As described above, according to the present invention, 1
When a thin dielectric green sheet having a thickness of 0 to 20 μm is laminated, the green sheet is laminated as a composite sheet integrated with the base sheet, so that it is not damaged.
Further, since the printing of the electrode layer is performed on the flattened surface of the ceramic layer, the electrode layer can be stably formed on the ceramic layer without causing a sheet defect due to the printing. In addition, since the composite sheet is thermocompression bonded with the electrode layer not formed, a highly accurate device is not required for the alignment of the sheets during lamination, and the electrode layer can be printed by the predetermined parallel movement of the printing base. Since it is sufficient, the manufacturing cost is low. In particular, the conventional manufacturing method is one in which the composite sheet to be laminated is flattened by using a structure having irregularities adapted to the pitch of the electrode layers, and the ceramic layer surface to be laminated is hot-pressed by the method of the present invention. Since the flattening is performed by using, the laminate becomes parallel in each layer when the electrode layers are printed, and even in the multilayer printing, the increase in the thickness of the electrode layers can be forcibly embedded in the ceramic layer and absorbed.

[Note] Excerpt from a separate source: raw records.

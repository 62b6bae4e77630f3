use std::collections::BTreeMap;

use cellbound_core::{CellCoord, CellRectSize, Footprint, Marker, Offset, SpawnError, Velocity};

/// Mapping from local offsets to the marker drawn at each occupied cell.
///
/// Offsets iterate in row-major order.
#[derive(Clone, Debug, Default, PartialEq, Eq)]
pub struct Shape {
    markers: BTreeMap<Offset, Marker>,
}

impl Shape {
    /// Single occupied cell at the anchor.
    #[must_use]
    pub fn point(marker: Marker) -> Self {
        let mut markers = BTreeMap::new();
        let _ = markers.insert(Offset::ORIGIN, marker);
        Self { markers }
    }

    /// Filled `width` x `length` rectangle anchored at its top-left corner.
    #[must_use]
    pub fn rect(width: u32, length: u32, marker: Marker) -> Self {
        let markers = (0..length)
            .flat_map(|row| (0..width).map(move |column| (Offset::new(column, row), marker)))
            .collect();
        Self { markers }
    }

    /// Builds the shape described by a footprint requested at `anchor`.
    ///
    /// Explicit maps may carry negative offsets; they are folded into the
    /// returned anchor so the shape starts at the origin.
    pub(crate) fn from_footprint(
        footprint: &Footprint,
        anchor: CellCoord,
    ) -> Result<(Self, CellCoord), SpawnError> {
        let shape = match footprint {
            Footprint::Point { marker } => Self::point(*marker),
            Footprint::Rect {
                width,
                length,
                marker,
            } => Self::rect(*width, *length, *marker),
            Footprint::Map { cells } => {
                let min_dx = cells.iter().map(|cell| cell.dx).min();
                let min_dy = cells.iter().map(|cell| cell.dy).min();
                let (Some(min_dx), Some(min_dy)) = (min_dx, min_dy) else {
                    return Err(SpawnError::EmptyFootprint);
                };
                let anchor = anchor
                    .translate(Velocity::new(min_dx, min_dy))
                    .ok_or(SpawnError::OutOfBounds)?;
                let markers = cells
                    .iter()
                    .map(|cell| {
                        let column = cell.dx.abs_diff(min_dx);
                        let row = cell.dy.abs_diff(min_dy);
                        (Offset::new(column, row), cell.marker)
                    })
                    .collect();
                return Ok((Self { markers }, anchor));
            }
        };

        if shape.is_empty() {
            return Err(SpawnError::EmptyFootprint);
        }
        Ok((shape, anchor))
    }

    /// Marker stored at a local offset.
    #[must_use]
    pub fn marker(&self, offset: Offset) -> Option<Marker> {
        self.markers.get(&offset).copied()
    }

    /// Occupied offsets in row-major order.
    pub fn offsets(&self) -> impl Iterator<Item = Offset> + '_ {
        self.markers.keys().copied()
    }

    /// Number of occupied cells.
    #[must_use]
    pub fn len(&self) -> usize {
        self.markers.len()
    }

    /// Reports whether no cell is occupied.
    #[must_use]
    pub fn is_empty(&self) -> bool {
        self.markers.is_empty()
    }

    /// Smallest occupied column and row, taken independently.
    #[must_use]
    pub fn min_offset(&self) -> Option<Offset> {
        let column = self.markers.keys().map(Offset::column).min()?;
        let row = self.markers.keys().map(Offset::row).min()?;
        Some(Offset::new(column, row))
    }

    /// Inclusive bounding box of the occupied offsets, measured from the origin.
    #[must_use]
    pub fn size(&self) -> CellRectSize {
        let width = self.markers.keys().map(|offset| offset.column() + 1).max();
        let height = self.markers.keys().map(|offset| offset.row() + 1).max();
        CellRectSize::new(width.unwrap_or(0), height.unwrap_or(0))
    }

    pub(crate) fn remove(&mut self, offset: Offset) -> Option<Marker> {
        self.markers.remove(&offset)
    }

    pub(crate) fn clear(&mut self) {
        self.markers.clear();
    }

    /// Subtracts `shift` from every key. Callers guarantee `shift` does not
    /// exceed [`Shape::min_offset`].
    pub(crate) fn reindex(&mut self, shift: Offset) {
        let markers = std::mem::take(&mut self.markers);
        self.markers = markers
            .into_iter()
            .map(|(offset, marker)| {
                let moved = Offset::new(
                    offset.column() - shift.column(),
                    offset.row() - shift.row(),
                );
                (moved, marker)
            })
            .collect();
    }
}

Furthermore, the obtained laminated body is subjected to hydrostatic pressure treatment to integrate the ceramic layer and the internal electrode layer, whereby the laminated density can be made uniform. As a result, it becomes possible to manufacture high-performance laminated ceramic electronic components including small-sized and large-capacity laminated ceramic capacitors by laminating dielectric green sheets with high precision with relatively few steps.

Claims (3)

[Claims] 1. A step of (a) forming a dielectric green sheet (12) on a plastic base sheet (11) to obtain a composite sheet (10), and (b) converting the composite sheet (10) to the green sheet. (12) thermocompression bonding to the carrier plate (13) as an adhesive surface, and (c) peeling the base sheet (11) from the composite sheet (10) thermocompression bonded to the carrier plate (13) A step of forming a ceramic layer (12a) on the carrier plate, (d) the ceramic layer (12a) on the carrier plate (13)
A step of printing and drying a conductive paste to form an internal electrode layer (18), and (e) forming the internal electrode layer (18) with the green sheet (12) of the composite sheet (10) as an adhesive surface. The base sheet (11), which is placed on the ceramic layer (12a) that has been formed and is thermocompression bonded.

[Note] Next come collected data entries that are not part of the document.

use cellbound_core::{CellCoord, ColliderSpec, Velocity};

use crate::{body::Body, TickContext};

/// Collision response strategy owned by a single object.
///
/// Each variant keeps a little per-tick state that
/// [`Collider::reset_collision`] clears before the next scan.
#[derive(Clone, Debug, PartialEq, Eq)]
pub enum Collider {
    /// Zeroes the owner's velocity; a terminal stop also destroys the owner.
    Stop {
        /// Destroys the owner on collision when set.
        terminal: bool,
        /// Collisions handled since the last reset.
        hits: u32,
    },
    /// Reverses the owner's velocity, at most once per tick.
    Bounce {
        /// Set once the velocity was reversed this tick.
        reflected: bool,
    },
    /// Erases struck cells from the owner's shape.
    Damage {
        /// Cells erased since the last reset.
        struck: Vec<CellCoord>,
    },
}

impl Collider {
    /// Collider that halts its owner.
    #[must_use]
    pub const fn stop() -> Self {
        Self::Stop {
            terminal: false,
            hits: 0,
        }
    }

    /// Collider that halts and destroys its owner.
    #[must_use]
    pub const fn terminal_stop() -> Self {
        Self::Stop {
            terminal: true,
            hits: 0,
        }
    }

    /// Collider that reverses its owner's velocity.
    #[must_use]
    pub const fn bounce() -> Self {
        Self::Bounce { reflected: false }
    }

    /// Collider that erases struck cells from its owner.
    #[must_use]
    pub const fn damage() -> Self {
        Self::Damage { struck: Vec::new() }
    }

    /// Self-collision pass: revises the owner's pending velocity.
    pub fn run_collision(&mut self, body: &mut Body, ctx: &mut TickContext<'_>) {
        match self {
            Self::Stop { terminal, hits } => {
                *hits = hits.saturating_add(1);
                body.set_velocity(Velocity::ZERO);
                if *terminal && body.destroy(ctx.grid, ctx.registry) {
                    log::debug!("object {} stopped for good", body.id().get());
                }
            }
            Self::Bounce { reflected } => {
                if !*reflected {
                    *reflected = true;
                    body.set_velocity(body.velocity().reversed());
                }
            }
            Self::Damage { .. } => {}
        }
    }

    /// Damage pass: applies the hit landing on `cell` to the owner.
    pub fn collide(&mut self, body: &mut Body, cell: CellCoord, ctx: &mut TickContext<'_>) {
        let Self::Damage { struck } = self else {
            return;
        };

        match body.remove_cell(cell, ctx.grid) {
            Ok(marker) => {
                log::trace!(
                    "object {} lost '{}' at ({}, {})",
                    body.id().get(),
                    marker.glyph(),
                    cell.column(),
                    cell.row()
                );
                struck.push(cell);
            }
            Err(error) => log::trace!("object {} unharmed: {error}", body.id().get()),
        }

        if body.shape().is_empty() && body.retire(ctx.grid, ctx.registry) {
            log::debug!("object {} destroyed by damage", body.id().get());
        }
    }

    /// Clears the state accumulated during the current tick.
    pub fn reset_collision(&mut self) {
        match self {
            Self::Stop { hits, .. } => *hits = 0,
            Self::Bounce { reflected } => *reflected = false,
            Self::Damage { struck } => struck.clear(),
        }
    }

    /// Number of collisions this collider handled since the last reset.
    #[must_use]
    pub fn hits(&self) -> usize {
        match self {
            Self::Stop { hits, .. } => usize::try_from(*hits).unwrap_or(usize::MAX),
            Self::Bounce { reflected } => usize::from(*reflected),
            Self::Damage { struck } => struck.len(),
        }
    }
}

impl From<ColliderSpec> for Collider {
    fn from(spec: ColliderSpec) -> Self {
        match spec {
            ColliderSpec::Stop => Self::stop(),
            ColliderSpec::TerminalStop => Self::terminal_stop(),
            ColliderSpec::Bounce => Self::bounce(),
            ColliderSpec::Damage => Self::damage(),
        }
    }
}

And a step of (f) repeating the steps (d) and (e) a predetermined number of times to obtain a laminate (19) composed of the ceramic layer (12a) and the internal electrode layer (18). Manufacturing method of electronic parts. 2. After the step (f), the laminated body (19) is subjected to hydrostatic pressure treatment together with the carrier plate (13) to obtain a ceramic layer (12).
The method for producing a multilayer ceramic electronic component according to claim 1, wherein a) and the internal electrode layer (18) are integrated. 3. The method for producing a monolithic ceramic electronic component according to claim 2, wherein the hydrostatic pressure treatment is performed after the laminate (19) together with the carrier plate (13) is covered with a plastic bag and vacuum-packed.